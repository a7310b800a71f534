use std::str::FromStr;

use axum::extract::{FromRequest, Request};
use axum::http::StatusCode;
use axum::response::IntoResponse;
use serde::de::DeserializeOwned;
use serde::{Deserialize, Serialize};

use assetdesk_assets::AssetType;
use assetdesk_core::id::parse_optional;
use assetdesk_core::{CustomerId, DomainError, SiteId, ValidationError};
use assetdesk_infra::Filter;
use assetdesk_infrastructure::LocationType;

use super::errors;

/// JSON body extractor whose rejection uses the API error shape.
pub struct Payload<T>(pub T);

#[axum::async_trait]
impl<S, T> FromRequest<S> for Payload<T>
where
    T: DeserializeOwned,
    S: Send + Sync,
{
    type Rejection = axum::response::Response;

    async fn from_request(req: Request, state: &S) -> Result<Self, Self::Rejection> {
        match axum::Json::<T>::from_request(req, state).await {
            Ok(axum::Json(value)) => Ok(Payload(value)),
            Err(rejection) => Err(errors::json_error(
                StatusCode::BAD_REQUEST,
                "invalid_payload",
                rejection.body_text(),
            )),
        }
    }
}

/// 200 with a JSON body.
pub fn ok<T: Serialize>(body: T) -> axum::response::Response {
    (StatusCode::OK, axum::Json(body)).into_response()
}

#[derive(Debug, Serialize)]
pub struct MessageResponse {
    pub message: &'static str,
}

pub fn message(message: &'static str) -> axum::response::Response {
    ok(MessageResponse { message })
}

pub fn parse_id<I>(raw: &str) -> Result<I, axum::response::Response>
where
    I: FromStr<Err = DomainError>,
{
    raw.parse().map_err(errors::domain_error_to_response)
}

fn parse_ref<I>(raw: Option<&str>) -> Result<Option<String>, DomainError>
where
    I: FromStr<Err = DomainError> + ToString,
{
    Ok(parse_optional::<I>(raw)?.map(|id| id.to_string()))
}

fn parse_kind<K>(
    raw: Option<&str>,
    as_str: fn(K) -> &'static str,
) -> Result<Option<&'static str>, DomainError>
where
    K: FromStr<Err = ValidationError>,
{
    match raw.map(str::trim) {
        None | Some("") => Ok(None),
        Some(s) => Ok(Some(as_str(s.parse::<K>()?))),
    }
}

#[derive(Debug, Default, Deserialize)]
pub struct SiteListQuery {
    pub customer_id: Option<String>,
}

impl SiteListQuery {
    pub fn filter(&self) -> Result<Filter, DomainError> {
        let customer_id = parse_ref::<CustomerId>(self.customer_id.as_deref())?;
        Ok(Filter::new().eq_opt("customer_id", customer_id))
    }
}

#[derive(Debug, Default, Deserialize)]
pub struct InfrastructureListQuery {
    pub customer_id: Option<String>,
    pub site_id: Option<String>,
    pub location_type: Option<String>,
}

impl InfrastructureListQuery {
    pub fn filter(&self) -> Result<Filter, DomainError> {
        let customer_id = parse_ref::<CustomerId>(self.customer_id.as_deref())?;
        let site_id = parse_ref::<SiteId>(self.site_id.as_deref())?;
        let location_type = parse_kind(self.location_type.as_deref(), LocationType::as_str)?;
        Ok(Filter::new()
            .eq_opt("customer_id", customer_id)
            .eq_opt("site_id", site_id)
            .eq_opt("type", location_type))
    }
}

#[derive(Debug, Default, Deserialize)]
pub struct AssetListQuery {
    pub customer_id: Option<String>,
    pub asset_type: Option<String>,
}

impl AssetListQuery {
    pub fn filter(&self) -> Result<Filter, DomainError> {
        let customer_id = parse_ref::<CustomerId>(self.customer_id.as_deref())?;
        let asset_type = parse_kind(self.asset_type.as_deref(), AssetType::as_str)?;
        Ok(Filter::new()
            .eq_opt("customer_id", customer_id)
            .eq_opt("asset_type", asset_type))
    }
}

....

TASK REQUIREMENTS>
What number of lines in the records contain the word "errors"? Answer with that number alone.

SOLUTION BELOW>
3